The bulk of the new material (along with Cornwall’s substantial study guide) is Gushee’s wide-ranging response to his critics. Helpfully, he gives links to a large number of reviews. He breaks his comments into ten sections. Keeping with the tone of the rest of the book, these responses are brief, clearly stated, and largely irenic in tone. He obviously recognizes that he cannot hope to win an argument with his critics, so he mainly seeks to explain to the sympathetic or neutral reader why he does not accept the criticisms as being valid. I think his comments are helpful. This book is not the place for a full out debate, but Gushee does owe us an account of how he acknowledges the criticisms and why they do not cause him to change his case. He has done that. I would add that what is disheartening for me is the evidence this section gives of what we could call the “weaponizing” of evangelicalism in a attempt deny any possibility of an open conversation among evangelicals about these issues. The effect of the united front against Gushee is to intimidate any other questioning evangelical thought leader who might want to challenge the status quo.

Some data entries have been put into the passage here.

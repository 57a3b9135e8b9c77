// libifdse-rs/libifdse/src/se/se05x.rs

//! Session facade for the NXP SE05x secure element.

use std::thread;
use std::time::Duration;

use log::{debug, warn};

use crate::atr;
use crate::config::DeviceConfig;
use crate::constants::SIZE_INF_MAX;
use crate::protocol::block;
use crate::protocol::engine::T1Engine;
use crate::se::SeDevice;
use crate::timings::Timings;
use crate::transport::{self, I2cBus, ResetLine};
use crate::utils::bytes_to_hex_spaced;
use crate::{Error, Result};

/// Delay before every APDU exchange.
///
/// Under high load some devices end up in a state where they answer every
/// block with EE_OTHER_ERROR until reset. This short pause before each
/// exchange reliably keeps them out of that state.
const XFER_SETTLE: Duration = Duration::from_millis(1);

/// One SE05x session: the block engine bound to the I2C slave, an optional
/// reset line, and the cached native ATR.
pub struct Se05x {
    engine: T1Engine,
    reset_line: Option<Box<dyn ResetLine>>,
    atr: Vec<u8>,
}

impl Se05x {
    /// Open a session from a reader config string
    /// (`"i2c:<spec>[@gpio:<spec>]"`) and run the power-up sequence.
    pub fn open(config: &str) -> Result<Self> {
        debug!("opening se05x with config '{}'", config);

        let cfg = DeviceConfig::parse(config)?;
        let bus = transport::open_i2c(&cfg.i2c)?;
        let reset_line = match &cfg.gpio {
            Some(gpio) => Some(transport::open_gpio(gpio)?),
            None => None,
        };

        Self::with_transport(bus, reset_line)
    }

    /// Build a session on an already-open bus (and optional reset line)
    /// and run the power-up sequence. This is also the test entry point
    /// for driving the protocol against a mock bus.
    pub fn with_transport(
        bus: Box<dyn I2cBus>,
        reset_line: Option<Box<dyn ResetLine>>,
    ) -> Result<Self> {
        let mut dev = Self {
            engine: T1Engine::new(bus, Timings::default()),
            reset_line,
            atr: Vec::new(),
        };

        dev.power_down()?;
        thread::sleep(dev.engine.timings().power_wakeup);
        dev.power_up()?;
        dev.warm_reset()?;

        Ok(dev)
    }

    /// The raw, non-conforming ATR as cached by the last warm reset.
    pub fn native_atr(&self) -> &[u8] {
        &self.atr
    }

    fn transmit_inner(&mut self, tx: &[u8], rx: &mut [u8]) -> Result<usize> {
        if tx.is_empty() {
            return Err(Error::InvalidLength {
                expected: 1,
                actual: 0,
            });
        }

        // Write loop: chain everything but the final chunk. The engine
        // consumes the token R-block between chained I-blocks.
        let mut chunks = tx.chunks(SIZE_INF_MAX).peekable();
        while let Some(chunk) = chunks.next() {
            let chain = chunks.peek().is_some();
            self.engine.send_i_block(chunk, chain)?;
        }

        // Read loop: reassemble the response chain, acknowledging each
        // chained I-block. An undersized rx buffer truncates, it never
        // fails the exchange.
        let mut rx_off = 0;
        loop {
            let len = self.engine.recv_block()?;
            let pcb = self.engine.rx_pcb();
            if !block::is_i_block(pcb) {
                return Err(Error::UnexpectedBlock { pcb });
            }

            let space = rx.len() - rx_off;
            let n = len.min(space);
            if n < len {
                warn!(
                    "receive buffer too small ({} < {}), truncating",
                    rx.len(),
                    rx_off + len
                );
            }
            rx[rx_off..rx_off + n].copy_from_slice(self.engine.rx_inf(n));
            rx_off += n;

            if !block::i_block_chained(pcb) {
                break;
            }
            let n_r = block::i_block_ns(pcb) ^ 1;
            self.engine.send_r_block(n_r, block::EE_NO_ERROR)?;
        }

        Ok(rx_off)
    }
}

impl SeDevice for Se05x {
    fn atr(&self, out: &mut [u8]) -> Result<usize> {
        atr::rewrite(&self.atr, out)
    }

    fn power_up(&mut self) -> Result<()> {
        match &mut self.reset_line {
            Some(line) => line.enable()?,
            // No reset line wired: a full chip reset over the wire is the
            // closest thing to a power cycle.
            None => self.engine.hard_reset()?,
        }

        self.engine.clear_state();
        thread::sleep(self.engine.timings().power_wakeup);

        Ok(())
    }

    fn power_down(&mut self) -> Result<()> {
        match &mut self.reset_line {
            Some(line) => line.disable(),
            None => Ok(()),
        }
    }

    fn warm_reset(&mut self) -> Result<()> {
        self.engine.clear_state();
        self.atr = self.engine.soft_reset()?;
        debug!("cached ATR: {}", bytes_to_hex_spaced(&self.atr));
        Ok(())
    }

    fn transmit(&mut self, tx: &[u8], rx: &mut [u8]) -> Result<usize> {
        thread::sleep(XFER_SETTLE);

        let ret = self.transmit_inner(tx, rx);
        // Buffers, tx length and the retransmit latch never survive an
        // exchange, successful or not.
        self.engine.clear_buffers();
        ret
    }
}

I concluded my review of the first edition of Changing Our Mind with some reflections on whether Gushee’s tone might be a bit too irenic, as he gives the sense that progress on these issues is mainly a matter of careful, logical, mutually respectful discourse. I was a bit doubtful. Largely to Gushee’s credit, the additions to the third edition retain a generally irenic tone. However, the subtext to the book, the story of his departure from evangelicalism, bears witness to the reality of dynamics that are deeper and darker than merely honest intellectual differences. Perhaps in the future Gushee might have some helpful insights to offer about that deeper reality that has rendered evangelicalism such a broken and hurtful environment.



18 thoughts on “Can an evangelical support gay marriage—and remain an evangelical? Responding to David Gushee’s Changing Our Mind, 3rd edition

  1. From your title, I wondered if you were responding to Sam Allberry’s recent article. After giving 5 reasons, he says, “When so-called evangelical leaders argue for affirmation of gay relationships in the church, I’m not saying they’re not my kind of evangelical, I’m saying they are no kind of evangelical.”

    1. Thanks for the link, Harold (and for still paying attention to my blog!). I hadn’t seen it but will look at it. The title is a direct repeat from the title of my 2014 post on the first edition of Gushee’s book.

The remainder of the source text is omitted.